Today I have done Best Time to Buy and Sell Stock and leetcode's January LeetCoding Challenge with cpp.

Best Time to Buy and Sell Stock

Description

Say you have an array for which the ith element is the price of a given stock on day i.

If you were only permitted to complete at most one transaction (i.e., buy one and sell one share of the stock), design an algorithm to find the maximum profit.

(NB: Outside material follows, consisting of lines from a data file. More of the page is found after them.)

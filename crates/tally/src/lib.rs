//! Tally interpreter: orchestrates the full pipeline for one source unit.
//!
//! ```text
//! Tally Source → Lexer → Parser → Evaluator → ProgramOutput
//! ```
//!
//! [`run`] returns the typed result; [`run_to_result`] returns a
//! serializable [`RunResult`] suitable for JSON output.

mod error;
mod options;

pub use error::{TallyError, TallyResult};
pub use options::RunOptions;
pub use tally_eval::{EvalConfig, ProgramOutput, Value};
pub use tally_parser::{ParserConfig, Precedence};
pub use tally_types::{Diagnostic, ErrorCategory, ErrorCode, SourceFile, Span};

use serde::{Deserialize, Serialize};
use std::collections::BTreeMap;
use tally_eval::Evaluator;
use tally_parser::Parser;

// ══════════════════════════════════════════════════════════════════════════════
// Run Result
// ══════════════════════════════════════════════════════════════════════════════

/// Outcome of a run, shaped for serialization.
#[derive(Debug, Clone, PartialEq, Serialize, Deserialize)]
pub struct RunResult {
    pub success: bool,
    /// Program value; `None` on failure. `Nothing` serializes as `null`.
    pub value: Option<Value>,
    /// Global value bindings; empty on failure.
    pub globals: BTreeMap<String, Value>,
    #[serde(skip_serializing_if = "Option::is_none")]
    pub error: Option<Diagnostic>,
}

impl RunResult {
    pub fn to_json(&self) -> serde_json::Result<String> {
        serde_json::to_string(self)
    }
}

// ══════════════════════════════════════════════════════════════════════════════
// Pipeline
// ══════════════════════════════════════════════════════════════════════════════

/// Lex, parse and evaluate `source` with default options.
pub fn run(source: &str) -> TallyResult<ProgramOutput> {
    run_with(source, &RunOptions::default())
}

/// Lex, parse and evaluate `source`. The first error from any stage is
/// returned; later stages do not run.
#[tracing::instrument(level = "debug", skip_all, fields(len = source.len()))]
pub fn run_with(source: &str, options: &RunOptions) -> TallyResult<ProgramOutput> {
    let tokens = tally_lexer::tokenize(source)?;
    let program = Parser::with_config(tokens, options.parser).parse()?;
    let output = Evaluator::with_config(options.eval).eval_program(&program)?;
    tracing::debug!(value = %output.value, globals = output.globals.len(), "run complete");
    Ok(output)
}

/// Run `source` with default options and package the outcome.
pub fn run_to_result(source: &str, filename: &str) -> RunResult {
    run_to_result_with(source, filename, &RunOptions::default())
}

/// Run `source` and package the outcome. Errors are lowered into a
/// [`Diagnostic`] that names `filename` and quotes the offending line.
pub fn run_to_result_with(source: &str, filename: &str, options: &RunOptions) -> RunResult {
    match run_with(source, options) {
        Ok(output) => RunResult {
            success: true,
            value: Some(output.value),
            globals: output.globals,
            error: None,
        },
        Err(err) => {
            tracing::debug!(code = %err.code(), "run failed");
            let file = SourceFile::new(filename, source);
            RunResult {
                success: false,
                value: None,
                globals: BTreeMap::new(),
                error: Some(err.to_diagnostic(&file)),
            }
        }
    }
}

/// The interpreter version string.
pub fn version() -> &'static str {
    env!("CARGO_PKG_VERSION")
}
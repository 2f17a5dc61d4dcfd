//! Tally tree-walking evaluator.
//!
//! Executes a parsed [`tally_types::ast::Program`] directly, resolving names
//! through a chain of [`Environment`] scopes: one global scope per run and
//! one child scope per function call.

pub mod config;
pub mod env;
pub mod error;
pub mod evaluator;
mod stack;
pub mod value;

pub use config::EvalConfig;
pub use env::{Binding, Environment};
pub use error::{EvalError, EvalResult};
pub use evaluator::{Evaluator, Flow, ProgramOutput};
pub use value::Value;
//! Runtime values.

use serde::{Deserialize, Serialize};
use std::fmt;

/// A value produced by evaluation.
///
/// Serializes untagged: integers and floats as JSON numbers, `Nothing` as
/// `null`.
#[derive(Debug, Clone, Copy, PartialEq, Serialize, Deserialize)]
#[serde(untagged)]
pub enum Value {
    Int(i64),
    Float(f64),
    /// The result of a call that finished without `return`, or of a
    /// program with no expression statements. Never equal to any number.
    Nothing,
}

impl Value {
    pub fn type_name(&self) -> &'static str {
        match self {
            Value::Int(_) => "int",
            Value::Float(_) => "float",
            Value::Nothing => "nothing",
        }
    }

    pub fn is_nothing(&self) -> bool {
        matches!(self, Value::Nothing)
    }

    /// Numeric view with int→float promotion. `None` for `Nothing`.
    pub fn as_f64(&self) -> Option<f64> {
        match *self {
            Value::Int(n) => Some(n as f64),
            Value::Float(f) => Some(f),
            Value::Nothing => None,
        }
    }
}

impl fmt::Display for Value {
    fn fmt(&self, f: &mut fmt::Formatter<'_>) -> fmt::Result {
        match self {
            Value::Int(n) => write!(f, "{n}"),
            // `{:?}` keeps the decimal point on whole floats: `4.0`, not `4`.
            Value::Float(x) => write!(f, "{x:?}"),
            Value::Nothing => f.write_str("nothing"),
        }
    }
}
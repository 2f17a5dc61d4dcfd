//! Run options.

use serde::{Deserialize, Serialize};
use tally_eval::EvalConfig;
use tally_parser::ParserConfig;

/// Options for one run, covering every stage that has knobs.
///
/// Missing fields fall back to their defaults, so `{}` is a valid
/// configuration:
///
/// ```json
/// { "parser": { "precedence": "standard" }, "eval": { "max_call_depth": 64 } }
/// ```
#[derive(Debug, Clone, Copy, Default, PartialEq, Eq, Serialize, Deserialize)]
#[serde(default)]
pub struct RunOptions {
    pub parser: ParserConfig,
    pub eval: EvalConfig,
}

impl RunOptions {
    /// Parse options from a JSON document.
    pub fn from_json(json: &str) -> serde_json::Result<Self> {
        serde_json::from_str(json)
    }
}
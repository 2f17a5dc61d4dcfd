//! Unified pipeline error.

use tally_eval::EvalError;
use tally_lexer::LexError;
use tally_parser::ParseError;
use tally_types::{Diagnostic, ErrorCode, SourceFile, Span};
use thiserror::Error;

/// The first error raised by any stage. Every variant aborts the run.
#[derive(Debug, Clone, PartialEq, Eq, Error)]
pub enum TallyError {
    #[error(transparent)]
    Lex(#[from] LexError),

    #[error(transparent)]
    Parse(#[from] ParseError),

    #[error(transparent)]
    Eval(#[from] EvalError),
}

impl TallyError {
    pub fn code(&self) -> ErrorCode {
        match self {
            Self::Lex(e) => e.code(),
            Self::Parse(e) => e.code(),
            Self::Eval(e) => e.code(),
        }
    }

    pub fn span(&self) -> Span {
        match self {
            Self::Lex(e) => e.span(),
            Self::Parse(e) => e.span(),
            Self::Eval(e) => e.span(),
        }
    }

    /// Lower into a serializable diagnostic carrying the offending line.
    pub fn to_diagnostic(&self, source: &SourceFile) -> Diagnostic {
        Diagnostic::new(self.code(), self.to_string(), Some(self.span())).with_source(source)
    }
}

/// Result alias for driver operations.
pub type TallyResult<T> = Result<T, TallyError>;
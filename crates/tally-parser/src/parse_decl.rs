//! Top-level and declaration parsing: the program and `func` definitions.

use tally_lexer::token::TokenKind;
use tally_types::ast::*;

use crate::parser::{ParseResult, Parser};

impl Parser {
    /// `program := statement* Eof`
    pub(crate) fn parse_program(&mut self) -> ParseResult<Program> {
        let start = self.current_span();
        let mut stmts = Vec::new();
        while !self.at_end() {
            stmts.push(self.parse_statement()?);
        }
        let span = start.merge(self.current_span());
        Ok(Program { stmts, span })
    }

    /// `func name(a, b, ...) { body }`
    pub(crate) fn parse_function_def(&mut self) -> ParseResult<FunctionDef> {
        let start = self.expect(TokenKind::KwFunc)?.span;
        let name = self.expect_identifier()?;
        self.expect(TokenKind::LParen)?;
        let params = self.parse_param_list()?;
        self.expect(TokenKind::RParen)?;
        let body = self.parse_block()?;
        let span = start.merge(body.span);
        Ok(FunctionDef {
            name,
            params,
            body,
            span,
        })
    }

    /// `params := Identifier (',' Identifier)*`, possibly empty.
    fn parse_param_list(&mut self) -> ParseResult<Vec<Ident>> {
        let mut params = Vec::new();
        if self.check(TokenKind::RParen) {
            return Ok(params);
        }
        loop {
            params.push(self.expect_identifier()?);
            if !self.eat(TokenKind::Comma) {
                break;
            }
        }
        Ok(params)
    }
}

Note that you cannot sell a stock before you buy one.

Example 1:

Input: [7,1,5,3,6,4]
Output: 5
Explanation: Buy on day 2 (price = 1) and sell on day 5 (price = 6), profit = 6-1 = 5.
             Not 7-1 = 6, as selling price needs to be larger than buying price.

Example 2:

Input: [7,6,4,3,1]
Output: 0
Explanation: In this case, no transaction is done, i.e. max profit = 0.

Solution

class Solution {
public:
    int maxProfit(vector<int>& prices) {
        if(prices.empty()) return 0;
        int mmin = prices.front();
        int answer = 0;
        int len = prices.size();
        for(int i : prices) {
            mmin = min(mmin, i);
            answer = max(answer, i-mmin);
        }
        return answer;
    }
};

January LeetCoding Challenge 12

Description

Add Two Numbers

You are given two non-empty linked lists representing two non-negative integers. The digits are stored in reverse order, and each of their nodes contains a single digit. Add the two numbers and return the sum as a linked list.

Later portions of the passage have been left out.